→ **WORK REQUEST**: Among the lines below, a stretch begins at the one with "Every mutation of" and ends at the one with "Formatting lives in". Repeat that stretch exactly, ends included.

Collected data:
- - -

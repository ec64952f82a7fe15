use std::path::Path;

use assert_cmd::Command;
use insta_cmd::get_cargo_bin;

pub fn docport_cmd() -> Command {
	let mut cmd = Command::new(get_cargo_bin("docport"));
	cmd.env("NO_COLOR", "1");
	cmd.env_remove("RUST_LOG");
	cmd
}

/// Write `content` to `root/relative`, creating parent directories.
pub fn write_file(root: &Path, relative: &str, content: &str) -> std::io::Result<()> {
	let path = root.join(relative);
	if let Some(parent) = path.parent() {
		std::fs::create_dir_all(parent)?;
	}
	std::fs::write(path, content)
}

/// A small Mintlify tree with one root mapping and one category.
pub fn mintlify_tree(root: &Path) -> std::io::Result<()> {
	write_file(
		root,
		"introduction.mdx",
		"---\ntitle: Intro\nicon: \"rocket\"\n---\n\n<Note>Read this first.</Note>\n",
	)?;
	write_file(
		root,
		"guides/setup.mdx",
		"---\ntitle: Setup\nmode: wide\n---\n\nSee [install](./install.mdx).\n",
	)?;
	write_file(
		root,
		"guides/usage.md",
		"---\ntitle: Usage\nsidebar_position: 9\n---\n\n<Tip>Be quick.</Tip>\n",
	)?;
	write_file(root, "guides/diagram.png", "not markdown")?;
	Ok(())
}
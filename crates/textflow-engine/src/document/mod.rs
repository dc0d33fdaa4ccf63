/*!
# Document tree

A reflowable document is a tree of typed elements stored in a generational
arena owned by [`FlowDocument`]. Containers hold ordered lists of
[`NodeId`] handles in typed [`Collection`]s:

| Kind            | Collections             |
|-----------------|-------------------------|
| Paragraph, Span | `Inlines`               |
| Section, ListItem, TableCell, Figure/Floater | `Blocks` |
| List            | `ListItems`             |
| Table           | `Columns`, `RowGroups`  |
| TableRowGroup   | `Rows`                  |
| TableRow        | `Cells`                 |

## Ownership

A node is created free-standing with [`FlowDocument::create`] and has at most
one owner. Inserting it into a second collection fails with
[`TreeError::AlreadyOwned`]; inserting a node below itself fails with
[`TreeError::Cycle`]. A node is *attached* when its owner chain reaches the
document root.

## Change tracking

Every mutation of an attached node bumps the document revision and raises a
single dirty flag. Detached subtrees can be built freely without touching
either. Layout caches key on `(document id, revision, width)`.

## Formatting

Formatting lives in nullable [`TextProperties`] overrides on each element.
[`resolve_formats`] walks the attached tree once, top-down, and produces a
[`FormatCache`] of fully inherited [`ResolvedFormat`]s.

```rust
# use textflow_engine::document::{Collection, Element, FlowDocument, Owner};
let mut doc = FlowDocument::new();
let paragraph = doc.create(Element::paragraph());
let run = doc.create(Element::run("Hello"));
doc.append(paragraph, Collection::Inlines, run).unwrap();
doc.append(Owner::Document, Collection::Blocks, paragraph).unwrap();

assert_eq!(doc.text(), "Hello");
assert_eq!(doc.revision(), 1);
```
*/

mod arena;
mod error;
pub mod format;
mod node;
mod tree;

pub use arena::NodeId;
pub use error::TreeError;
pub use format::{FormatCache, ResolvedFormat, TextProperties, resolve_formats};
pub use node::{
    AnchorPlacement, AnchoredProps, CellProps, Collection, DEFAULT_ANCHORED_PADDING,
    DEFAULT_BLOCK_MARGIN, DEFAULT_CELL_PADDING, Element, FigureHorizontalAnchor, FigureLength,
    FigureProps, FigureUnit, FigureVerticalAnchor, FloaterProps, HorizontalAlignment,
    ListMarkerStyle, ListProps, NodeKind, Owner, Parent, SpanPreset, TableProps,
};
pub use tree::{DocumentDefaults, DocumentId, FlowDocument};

- - -

→ **ANSWER TO THIS PROBLEM**:
Every mutation of an attached node bumps the document revision and raises a
single dirty flag. Detached subtrees can be built freely without touching
either. Layout caches key on `(document id, revision, width)`.

## Formatting

Formatting lives in nullable [`TextProperties`] overrides on each element.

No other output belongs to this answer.